Luis Paulino Vargas Solís
Migrantes, personas negras, personas de las diversidades sexuales y de género, musulmanes. Hacia ahí es dirigían sus discursos de odio.
Quizá su frase más celebre es aquella que afirmaba que defender el “derecho” a disponer libremente de armas, bien ameritaba sacrificar unas cuantas vidas.
Su nombre era Charlie Kirk, tenía 31 años y murió el pasado miércoles de un certero disparo en la sien. Quien disparó, un muchacho de 22, se llama Tyler Robinson. Y a juzgar por su excelente puntería, seguramente apreciaba las armas tanto como Kirk promovía que fueran apreciadas.
Líderes políticos de diversas posiciones ideológicas, incluyendo las más importantes figuras del Partido Demócrata, han condenado el asesinato y han lanzado mensajes de repudio contra cualquier forma de violencia política.
No así Trump ni su círculo más cercano.
Para Trump solo ha sido un pretexto oportuno para incentivar el odio y la división. El mismo odio y la misma división que constituían la razón de vivir de Kirk y que, al cabo, vinieron a ser la razón de su muerte.
No, Robinson, el joven asesino de Kirk, no es negro, ni migrante, ni latino, ni musulmán, ni gay. No forma parte de ninguna de esas minorías que Kirk odiaba con odio jamás disimulado. Tampoco tiene ninguna trayectoria como militante o simpatizante de ningún movimiento de izquierda, mucho menos de “extrema izquierda”, como con, tan irresponsable ligereza, se ha dejado decir Trump.
Robinson es un muchacho gringo común y corriente, cuya niñez y adolescencia transcurrieron en un coqueto vecindario de clase media gringa acomodada, y que proviene de una familia gringa común y corriente.
Todavía más: una familia muy religiosa y conservadora, de simpatías partidarias republicanas y que había votado a Trump.
De ahí salió el muchacho que vino a asesinar al gran amigo y ardoroso seguidor de Trump.
Todo es absurdo y sin sentido, pero es que, de cualquier forma, el odio, la violencia y el asesinato son siempre absurdos y sin sentido.

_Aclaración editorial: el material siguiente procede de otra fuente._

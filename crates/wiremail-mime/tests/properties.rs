//! Property tests for the transfer encodings.

#![allow(clippy::unwrap_used)]

use proptest::prelude::*;

use wiremail_mime::encoding::{
    LINE_LENGTH, LineEnd, decode_base64, decode_quoted_printable, encode_base64,
    encode_quoted_printable,
};
use wiremail_mime::header::{decode_rfc2047, encode_base64_header, encode_quoted_printable_header};

fn trim_trailing_spaces(data: &[u8]) -> &[u8] {
    let end = data.iter().rposition(|&b| b != b' ').map_or(0, |pos| pos + 1);
    &data[..end]
}

fn line_end() -> impl Strategy<Value = LineEnd> {
    prop_oneof![Just(LineEnd::Lf), Just(LineEnd::CrLf)]
}

proptest! {
    #[test]
    fn printable_text_passes_through(text in "[ -<>-~]{0,70}") {
        let encoded = encode_quoted_printable(text.as_bytes(), LINE_LENGTH, LineEnd::CrLf);
        prop_assert_eq!(encoded, text.trim_end_matches(' '));
    }

    #[test]
    fn quoted_printable_round_trips(
        data in proptest::collection::vec(any::<u8>(), 0..600),
        line_length in 4usize..120,
        eol in line_end(),
    ) {
        let encoded = encode_quoted_printable(&data, line_length, eol);
        let decoded = decode_quoted_printable(&encoded).unwrap();
        prop_assert_eq!(decoded.as_slice(), trim_trailing_spaces(&data));
    }

    #[test]
    fn quoted_printable_lines_are_bounded_and_dot_safe(
        data in proptest::collection::vec(prop_oneof![Just(b'.'), Just(b' '), any::<u8>()], 0..400),
        line_length in 4usize..80,
        eol in line_end(),
    ) {
        let encoded = encode_quoted_printable(&data, line_length, eol);
        for (i, line) in encoded.split(eol.as_str()).enumerate() {
            prop_assert!(line.len() <= line_length, "line {} too long: {:?}", i, line);
            if i > 0 {
                prop_assert!(!line.starts_with('.'), "line {} starts with a dot", i);
            }
            let content = line.strip_suffix('=').unwrap_or(line);
            prop_assert!(!content.ends_with(' ') || !line.ends_with('='), "soft line ends on a space");
        }
    }

    #[test]
    fn base64_round_trips(
        data in proptest::collection::vec(any::<u8>(), 0..1200),
        line_length in 0usize..120,
        eol in line_end(),
    ) {
        let encoded = encode_base64(&data, line_length, eol);
        let width = (line_length - line_length % 4).max(4);
        prop_assert!(encoded.split(eol.as_str()).all(|line| line.len() <= width));
        prop_assert_eq!(decode_base64(&encoded).unwrap(), data);
    }

    #[test]
    fn q_header_round_trips(text in "\\PC{0,120}", line_length in 20usize..100) {
        let encoded = encode_quoted_printable_header(text.as_bytes(), "UTF-8", line_length, LineEnd::CrLf);
        prop_assert_eq!(decode_rfc2047(&encoded).unwrap(), text.trim_end_matches(' '));
    }

    #[test]
    fn b_header_round_trips(text in "\\PC{0,120}", line_length in 20usize..100) {
        let encoded = encode_base64_header(text.as_bytes(), "UTF-8", line_length, LineEnd::Lf);
        for word in encoded.split("\n ") {
            prop_assert!(word.len() <= line_length);
        }
        prop_assert_eq!(decode_rfc2047(&encoded).unwrap(), text);
    }
}

#[test]
fn base64_padding_cases() {
    for len in [0usize, 1, 2, 3, 1000] {
        let data = vec![0x5Au8; len];
        let encoded = encode_base64(&data, LINE_LENGTH, LineEnd::CrLf);
        assert_eq!(decode_base64(&encoded).unwrap(), data);
    }
}
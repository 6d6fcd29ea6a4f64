//! Multipart boundary generation.

use crate::encoding::LineEnd;
use md5::{Digest, Md5};
use std::fmt::{self, Write as _};

/// A multipart boundary string.
///
/// Generated boundaries start with `=_`, a sequence Quoted-Printable and
/// Base64 output can never contain, so encoded parts cannot collide with
/// them.
#[derive(Debug, Clone, PartialEq, Eq, Hash)]
pub struct Boundary(String);

impl Boundary {
    /// Wraps an explicit boundary string.
    #[must_use]
    pub fn new(boundary: impl Into<String>) -> Self {
        Self(boundary.into())
    }

    /// Returns the boundary as a string slice.
    #[must_use]
    pub fn as_str(&self) -> &str {
        &self.0
    }

    /// Delimiter line opening the next part.
    #[must_use]
    pub fn line(&self, line_end: LineEnd) -> String {
        format!("{line_end}--{}{line_end}", self.0)
    }

    /// Delimiter line closing the multipart body.
    #[must_use]
    pub fn end(&self, line_end: LineEnd) -> String {
        format!("{line_end}--{}--{line_end}", self.0)
    }
}

impl fmt::Display for Boundary {
    fn fmt(&self, f: &mut fmt::Formatter<'_>) -> fmt::Result {
        f.write_str(&self.0)
    }
}

/// Produces unique boundaries.
///
/// Uniqueness comes from the current time mixed with a counter owned by the
/// generator, so two boundaries drawn from the same generator in the same
/// microsecond still differ. Share one generator per message builder or per
/// process as needed.
#[derive(Debug, Clone, Default)]
pub struct BoundaryGenerator {
    counter: u64,
}

impl BoundaryGenerator {
    /// Creates a generator with its counter at zero.
    #[must_use]
    pub const fn new() -> Self {
        Self { counter: 0 }
    }

    /// Creates a generator with its counter at `counter`.
    #[must_use]
    pub const fn starting_at(counter: u64) -> Self {
        Self { counter }
    }

    /// Returns how many boundaries this generator has handed out.
    #[must_use]
    pub const fn counter(&self) -> u64 {
        self.counter
    }

    /// Returns a fresh boundary: `=_` followed by 32 hex digits.
    pub fn next_boundary(&mut self) -> Boundary {
        let micros = chrono::Utc::now().timestamp_micros();
        let seed = format!("{micros}{}", self.counter);
        self.counter = self.counter.wrapping_add(1);

        let digest = Md5::digest(seed.as_bytes());
        let mut boundary = String::with_capacity(34);
        boundary.push_str("=_");
        for byte in digest {
            let _ = write!(boundary, "{byte:02x}");
        }
        Boundary(boundary)
    }
}
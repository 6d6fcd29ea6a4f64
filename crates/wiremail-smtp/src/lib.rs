//! # wiremail-smtp
//!
//! A blocking SMTP client implementing the RFC 5321 mail transaction.
//!
//! ## Features
//!
//! - **Explicit session state**: every command checks its precondition
//!   before anything reaches the wire
//! - **TLS support**: both implicit TLS (port 465) and STARTTLS, via rustls
//! - **Authentication**: PLAIN, LOGIN, CRAM-MD5
//! - **Diagnostics**: bounded transaction log of raw lines, last request and
//!   reply, `tracing` events
//!
//! ## Quick Start
//!
//! ```no_run
//! use wiremail_smtp::{Config, Security, Session};
//!
//! fn main() -> wiremail_smtp::Result<()> {
//!     let config = Config::builder("smtp.example.com")
//!         .security(Security::StartTls)
//!         .helo_name("client.example.com")
//!         .credentials("user@example.com", "password")
//!         .build();
//!
//!     let mut session = Session::new(config);
//!
//!     // Connect, EHLO, STARTTLS, AUTH
//!     session.establish()?;
//!
//!     // Send email
//!     session.mail("sender@example.com")?;
//!     session.rcpt("recipient@example.com")?;
//!     session.data("Subject: Test\r\n\r\nHello, World!\r\n")?;
//!
//!     session.quit()?;
//!     Ok(())
//! }
//! ```
//!
//! ## Session States
//!
//! ```text
//! New ─ connect() ─→ Connected ─ helo() ─→ Greeted ─ starttls() ─→ TlsUpgraded
//!                                             │                        │
//!                                             └──────── auth() ────────┴─→ Authenticated
//!                                             │
//!                                             └─ mail() ─→ SenderSet ─ rcpt() ─→ RecipientSet ─ data() ─→ DataSent
//! ```
//!
//! `quit()`, `close()` and any I/O failure lead to `Closed`.
//!
//! ## Modules
//!
//! - [`command`]: SMTP command builders
//! - [`config`]: Session configuration
//! - [`connection`]: Transport, TLS streams and transaction log
//! - [`parser`]: Reply parser
//! - [`session`]: Session state machine
//! - [`types`]: Core SMTP types (extensions, replies)

#![warn(missing_docs)]
#![warn(clippy::all)]
#![warn(clippy::pedantic)]
#![forbid(unsafe_code)]

pub mod command;
pub mod config;
pub mod connection;
mod error;
pub mod parser;
pub mod session;
pub mod types;

pub use config::{Config, ConfigBuilder, Credentials, Security, Timeouts};
pub use connection::{Connection, ServerInfo, Transport};
pub use error::{Error, Result};
pub use session::{Session, State, TransactionFlags};
pub use types::{AuthMechanism, Extension, Reply, ReplyCode};
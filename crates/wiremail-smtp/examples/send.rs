//! Example: Send one message through a submission server
//!
//! Connects with STARTTLS on port 587, authenticates, and sends a short
//! quoted-printable message with an encoded subject.
//!
//! ## Running
//!
//! ```bash
//! RUST_LOG=wiremail_smtp=debug cargo run --package wiremail-smtp --example send
//! ```

use std::io::{self, Write};

use tracing_subscriber::EnvFilter;
use wiremail_mime::encoding::{LINE_LENGTH, LineEnd};
use wiremail_mime::header::encode_quoted_printable_header;
use wiremail_mime::{TransferEncoding, encode, is_printable};
use wiremail_smtp::{Config, Security, Session};

fn prompt(label: &str) -> io::Result<String> {
    print!("{label}: ");
    io::stdout().flush()?;
    let mut value = String::new();
    io::stdin().read_line(&mut value)?;
    Ok(value.trim().to_string())
}

fn main() -> Result<(), Box<dyn std::error::Error>> {
    tracing_subscriber::fmt()
        .with_env_filter(EnvFilter::from_default_env())
        .init();

    println!("wiremail - SMTP send test");
    println!("=========================\n");

    let host = prompt("SMTP server")?;
    let username = prompt("Username")?;
    let password = prompt("Password")?;
    let to = prompt("Recipient")?;

    let subject = "Grüße from wiremail";
    let text = "Hello,\n\nthis line is plain ASCII.\nThis one is not: Grüße!\n.\nBye!";
    let encoding = if text.lines().all(|line| is_printable(line.as_bytes())) {
        TransferEncoding::SevenBit
    } else {
        TransferEncoding::QuotedPrintable
    };
    let mut message = format!(
        "From: {username}\r\nTo: {to}\r\nSubject: {}\r\nMIME-Version: 1.0\r\n\
         Content-Type: text/plain; charset=UTF-8\r\nContent-Transfer-Encoding: {encoding}\r\n\r\n",
        encode_quoted_printable_header(subject.as_bytes(), "UTF-8", LINE_LENGTH, LineEnd::CrLf),
    )
    .into_bytes();
    for line in text.lines() {
        message.extend(encode(line.as_bytes(), encoding, LineEnd::CrLf).into_bytes());
        message.extend_from_slice(b"\r\n");
    }

    let config = Config::builder(host)
        .security(Security::StartTls)
        .credentials(username.clone(), password)
        .build();
    let mut session = Session::new(config);

    println!("\nConnecting...");
    session.establish()?;
    println!("✓ Connected (TLS: {})", session.is_tls());

    session.send_mail(&username, &[to.as_str()], message.as_slice())?;
    println!(
        "✓ Accepted: {}",
        session.last_reply().map(|r| r.last_line()).unwrap_or_default()
    );

    session.quit()?;
    println!("✓ Disconnected");

    Ok(())
}
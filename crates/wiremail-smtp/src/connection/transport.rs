//! Line-oriented transport over a [`Connection`].

use std::io::{self, BufRead, BufReader, Read, Write};
use std::net::{TcpStream, ToSocketAddrs};
use std::sync::Arc;
use std::time::Duration;

use rustls::ClientConfig;

use super::log::TransactionLog;
use super::stream::{Connection, TlsStream};
use crate::error::{Error, Result};

/// Longest reply line read in one go, terminator included.
pub const MAX_LINE_LENGTH: usize = 1024;

/// Placeholder logged in place of credential lines.
const REDACTED: &str = "<redacted>";

/// Owns one connection and moves CRLF-terminated lines over it.
///
/// The transport knows nothing about SMTP beyond line framing. Every line
/// sent or received is recorded in a bounded [`TransactionLog`].
#[derive(Debug)]
pub struct Transport {
    host: String,
    stream: Option<BufReader<Box<dyn Connection>>>,
    log: TransactionLog,
    last_request: Option<String>,
}

impl Transport {
    /// Connects to `host:port` over plain TCP.
    ///
    /// Every resolved address is tried in order; a zero `timeout` waits as
    /// long as the OS allows.
    ///
    /// # Errors
    ///
    /// Returns [`Error::Connection`] if `host` does not resolve or no
    /// address accepts the connection. The last failure is reported.
    pub fn open(host: &str, port: u16, timeout: Duration) -> Result<Self> {
        let sock = connect_tcp(host, port, timeout)?;
        tracing::info!(host, port, "connected");
        Ok(Self::from_connection(host, Box::new(sock)))
    }

    /// Connects to `host:port` and performs the TLS handshake immediately.
    ///
    /// # Errors
    ///
    /// Returns [`Error::Connection`] as [`Transport::open`] does, or a TLS
    /// error if the handshake fails.
    pub fn open_tls(host: &str, port: u16, timeout: Duration, tls: Arc<ClientConfig>) -> Result<Self> {
        let sock = connect_tcp(host, port, timeout)?;
        if !timeout.is_zero() {
            sock.set_read_timeout(Some(timeout))?;
        }
        tracing::info!(host, port, "connected");
        let stream = TlsStream::handshake(sock, host, tls)?;
        Ok(Self::from_connection(host, Box::new(stream)))
    }

    /// Wraps an already established connection.
    #[must_use]
    pub fn from_connection(host: &str, conn: Box<dyn Connection>) -> Self {
        Self {
            host: host.to_string(),
            stream: Some(BufReader::new(conn)),
            log: TransactionLog::default(),
            last_request: None,
        }
    }

    /// Returns the host this transport talks to.
    #[must_use]
    pub fn host(&self) -> &str {
        &self.host
    }

    /// Returns true until [`Transport::close`] is called or a TLS upgrade fails.
    #[must_use]
    pub const fn is_open(&self) -> bool {
        self.stream.is_some()
    }

    /// Returns true if the connection is encrypted.
    #[must_use]
    pub fn is_tls(&self) -> bool {
        self.stream.as_ref().is_some_and(|s| s.get_ref().is_tls())
    }

    /// Upgrades the connection to TLS in place.
    ///
    /// # Errors
    ///
    /// Returns [`Error::Precondition`] if the connection is already
    /// encrypted or unread plaintext is still buffered, and a TLS error if
    /// the handshake fails. A failed handshake closes the transport.
    pub fn upgrade_tls(&mut self, tls: Arc<ClientConfig>) -> Result<()> {
        let stream = self.stream.as_ref().ok_or_else(not_connected)?;
        if stream.get_ref().is_tls() {
            return Err(Error::precondition("connection already uses TLS"));
        }
        if !stream.buffer().is_empty() {
            return Err(Error::precondition(
                "unread data received before the TLS handshake",
            ));
        }

        let conn = self.stream.take().ok_or_else(not_connected)?.into_inner();
        let conn = conn.start_tls(&self.host, tls)?;
        self.stream = Some(BufReader::new(conn));
        Ok(())
    }

    /// Writes `line` followed by CRLF and returns the number of bytes written.
    ///
    /// The line is written as raw bytes; the log keeps a lossy UTF-8 copy.
    ///
    /// # Errors
    ///
    /// Returns [`Error::Io`] if the transport is closed or the write fails.
    pub fn send_line<L: AsRef<[u8]> + ?Sized>(&mut self, line: &L) -> Result<usize> {
        let line = line.as_ref();
        let written = self.write_line(line)?;
        let text = String::from_utf8_lossy(line);
        tracing::trace!(line = %text, "C:");
        self.record_request(format!("{text}\r\n"));
        Ok(written)
    }

    /// Like [`Transport::send_line`], but keeps `line` out of the log and
    /// of tracing output.
    ///
    /// # Errors
    ///
    /// Returns [`Error::Io`] if the transport is closed or the write fails.
    pub fn send_secret_line(&mut self, line: &str) -> Result<usize> {
        let written = self.write_line(line.as_bytes())?;
        tracing::trace!(line = REDACTED, "C:");
        self.record_request(format!("{REDACTED}\r\n"));
        Ok(written)
    }

    fn write_line(&mut self, line: &[u8]) -> Result<usize> {
        let stream = self.stream.as_mut().ok_or_else(not_connected)?.get_mut();
        let mut buf = Vec::with_capacity(line.len() + 2);
        buf.extend_from_slice(line);
        buf.extend_from_slice(b"\r\n");
        stream.write_all(&buf)?;
        stream.flush()?;
        Ok(buf.len())
    }

    fn record_request(&mut self, entry: String) {
        self.log.push(entry.clone());
        self.last_request = Some(entry);
    }

    /// Reads one line of at most [`MAX_LINE_LENGTH`] bytes, terminator
    /// included.
    ///
    /// The remainder of a longer line is read and discarded, so the next
    /// call starts on a fresh line. A zero `timeout` blocks indefinitely.
    /// Invalid UTF-8 is replaced.
    ///
    /// # Errors
    ///
    /// Returns [`Error::Timeout`] if nothing arrives in time and
    /// [`Error::Io`] on any other failure, including end of stream.
    pub fn receive_line(&mut self, timeout: Duration) -> Result<String> {
        let stream = self.stream.as_mut().ok_or_else(not_connected)?;
        stream
            .get_ref()
            .set_read_timeout((!timeout.is_zero()).then_some(timeout))?;

        let mut buf = Vec::new();
        let limit = MAX_LINE_LENGTH as u64;
        let read = stream.by_ref().take(limit).read_until(b'\n', &mut buf);
        match read {
            Ok(0) => {
                return Err(Error::Io(io::Error::new(
                    io::ErrorKind::UnexpectedEof,
                    "connection closed by server",
                )));
            }
            Ok(n) if n == MAX_LINE_LENGTH && !buf.ends_with(b"\n") => {
                let skipped = stream
                    .skip_until(b'\n')
                    .map_err(|e| read_error(&self.host, e, timeout))?;
                tracing::warn!(host = %self.host, skipped, "reply line truncated");
            }
            Ok(_) => {}
            Err(e) => return Err(read_error(&self.host, e, timeout)),
        }

        let line = String::from_utf8_lossy(&buf).into_owned();
        tracing::trace!(line = line.trim_end(), "S:");
        self.log.push(line.clone());
        Ok(line)
    }

    /// Closes the connection. Safe to call more than once.
    pub fn close(&mut self) {
        if let Some(stream) = self.stream.take() {
            let mut conn = stream.into_inner();
            if let Err(e) = conn.shutdown() {
                tracing::debug!(?e, host = %self.host, "shutdown failed");
            }
            tracing::debug!(host = %self.host, "connection closed");
        }
    }

    /// Returns the log entries concatenated, oldest first.
    #[must_use]
    pub fn log(&self) -> String {
        self.log.concat()
    }

    /// Iterates over the log entries, oldest first.
    pub fn log_entries(&self) -> impl Iterator<Item = &str> {
        self.log.entries()
    }

    /// Clears the log.
    pub fn reset_log(&mut self) {
        self.log.clear();
    }

    /// Changes how many log entries are retained.
    pub fn set_log_capacity(&mut self, capacity: usize) {
        self.log.set_capacity(capacity);
    }

    /// Returns the last line sent, with its CRLF.
    #[must_use]
    pub fn last_request(&self) -> Option<&str> {
        self.last_request.as_deref()
    }
}

impl Drop for Transport {
    fn drop(&mut self) {
        self.close();
    }
}

fn read_error(host: &str, e: io::Error, timeout: Duration) -> Error {
    if matches!(e.kind(), io::ErrorKind::WouldBlock | io::ErrorKind::TimedOut) {
        Error::Timeout {
            host: host.to_string(),
            timeout,
        }
    } else {
        e.into()
    }
}

fn not_connected() -> Error {
    Error::Io(io::Error::new(io::ErrorKind::NotConnected, "transport is closed"))
}

fn connect_tcp(host: &str, port: u16, timeout: Duration) -> Result<TcpStream> {
    let connection_error = |source| Error::Connection {
        host: host.to_string(),
        source,
    };

    let addrs = (host, port).to_socket_addrs().map_err(connection_error)?;
    let mut last_error = None;
    for addr in addrs {
        let attempt = if timeout.is_zero() {
            TcpStream::connect(addr)
        } else {
            TcpStream::connect_timeout(&addr, timeout)
        };
        match attempt {
            Ok(sock) => return Ok(sock),
            Err(e) => {
                tracing::debug!(%addr, ?e, "connect attempt failed");
                last_error = Some(e);
            }
        }
    }

    Err(connection_error(last_error.unwrap_or_else(|| {
        io::Error::new(io::ErrorKind::NotFound, "host resolved to no addresses")
    })))
}

#[cfg(test)]
#[allow(clippy::unwrap_used)]
mod tests {
    use super::*;
    use std::io::Cursor;
    use std::sync::Mutex;

    #[derive(Debug)]
    struct Scripted {
        input: Cursor<Vec<u8>>,
        sent: Arc<Mutex<Vec<u8>>>,
    }

    impl Read for Scripted {
        fn read(&mut self, buf: &mut [u8]) -> io::Result<usize> {
            self.input.read(buf)
        }
    }

    impl Write for Scripted {
        fn write(&mut self, buf: &[u8]) -> io::Result<usize> {
            self.sent.lock().unwrap().extend_from_slice(buf);
            Ok(buf.len())
        }

        fn flush(&mut self) -> io::Result<()> {
            Ok(())
        }
    }

    impl Connection for Scripted {
        fn set_read_timeout(&self, _timeout: Option<Duration>) -> io::Result<()> {
            Ok(())
        }

        fn start_tls(self: Box<Self>, _host: &str, _tls: Arc<ClientConfig>) -> Result<Box<dyn Connection>> {
            Ok(self)
        }

        fn shutdown(&mut self) -> io::Result<()> {
            Ok(())
        }
    }

    fn transport(input: &str) -> (Transport, Arc<Mutex<Vec<u8>>>) {
        let sent = Arc::new(Mutex::new(Vec::new()));
        let conn = Scripted {
            input: Cursor::new(input.as_bytes().to_vec()),
            sent: Arc::clone(&sent),
        };
        (Transport::from_connection("mx.test", Box::new(conn)), sent)
    }

    #[test]
    fn test_send_line_appends_crlf() {
        let (mut t, sent) = transport("");
        assert_eq!(t.send_line("EHLO a").unwrap(), 8);
        assert_eq!(sent.lock().unwrap().as_slice(), b"EHLO a\r\n");
        assert_eq!(t.last_request(), Some("EHLO a\r\n"));
        assert_eq!(t.log(), "EHLO a\r\n");
    }

    #[test]
    fn test_secret_line_is_redacted() {
        let (mut t, sent) = transport("");
        t.send_secret_line("AHUAcA==").unwrap();
        assert_eq!(sent.lock().unwrap().as_slice(), b"AHUAcA==\r\n");
        assert_eq!(t.log(), "<redacted>\r\n");
        assert_eq!(t.last_request(), Some("<redacted>\r\n"));
    }

    #[test]
    fn test_receive_lines() {
        let (mut t, _) = transport("250-a\r\n250 b\r\n");
        assert_eq!(t.receive_line(Duration::from_secs(1)).unwrap(), "250-a\r\n");
        assert_eq!(t.receive_line(Duration::ZERO).unwrap(), "250 b\r\n");
        assert!(matches!(t.receive_line(Duration::ZERO), Err(Error::Io(_))));
        assert_eq!(t.log(), "250-a\r\n250 b\r\n");
    }

    #[test]
    fn test_receive_line_is_bounded() {
        let long = format!("250 {}\r\n250 next\r\n", "x".repeat(2000));
        let (mut t, _) = transport(&long);
        let first = t.receive_line(Duration::ZERO).unwrap();
        assert_eq!(first.len(), MAX_LINE_LENGTH);
        assert!(!first.ends_with('\n'));
        assert_eq!(t.receive_line(Duration::ZERO).unwrap(), "250 next\r\n");
    }

    #[test]
    fn test_line_of_exactly_max_length() {
        let exact = format!("250 {}\r\n", "x".repeat(MAX_LINE_LENGTH - 6));
        let (mut t, _) = transport(&format!("{exact}221 bye\r\n"));
        assert_eq!(t.receive_line(Duration::ZERO).unwrap(), exact);
        assert_eq!(t.receive_line(Duration::ZERO).unwrap(), "221 bye\r\n");
    }

    #[test]
    fn test_send_line_writes_raw_bytes() {
        let (mut t, sent) = transport("");
        t.send_line(b"caf\xe9".as_slice()).unwrap();
        assert_eq!(sent.lock().unwrap().as_slice(), b"caf\xe9\r\n");
        assert_eq!(t.last_request(), Some("caf\u{fffd}\r\n"));
    }

    #[test]
    fn test_close_is_idempotent() {
        let (mut t, _) = transport("");
        assert!(t.is_open());
        t.close();
        t.close();
        assert!(!t.is_open());
        assert!(matches!(t.send_line("QUIT"), Err(Error::Io(_))));
        assert!(matches!(t.receive_line(Duration::ZERO), Err(Error::Io(_))));
    }

    #[test]
    fn test_upgrade_refused_with_buffered_data() {
        let (mut t, _) = transport("220 go ahead\r\n250 injected\r\n");
        t.receive_line(Duration::ZERO).unwrap();
        let err = t.upgrade_tls(crate::connection::create_tls_config()).unwrap_err();
        assert!(matches!(err, Error::Precondition(_)));
        assert!(t.is_open());
    }

    #[test]
    fn test_log_capacity() {
        let (mut t, _) = transport("");
        t.set_log_capacity(1);
        t.send_line("RSET").unwrap();
        t.send_line("QUIT").unwrap();
        assert_eq!(t.log_entries().collect::<Vec<_>>(), ["QUIT\r\n"]);
        t.reset_log();
        assert_eq!(t.log(), "");
    }
}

Absurdos, sin sentido, y también repudiables. Absolutamente repudiables. No se justifican. Nunca, en ninguna de sus expresiones. Ni el odio que Trump ha convertido en política de Estado; ni el odio que Charlie Kirk difundía en sus prédicas y que lo hicieron famoso entre la juventud blanca y conservadora de Estados Unidos; ni el odio que llevó a Tyler Robinson a asesinar a Kirk.
Echemos para nuestro propio saco. Hoy, en Costa Rica, hay quienes han hecho del odio el vehículo y el arma por cuyo medio buscan eternizarse en el poder.
Creo que todavía estamos a tiempo para lograr que triunfen la razón, el respeto, el diálogo, la solidaridad. Para que, sobre todo, triunfe el amor.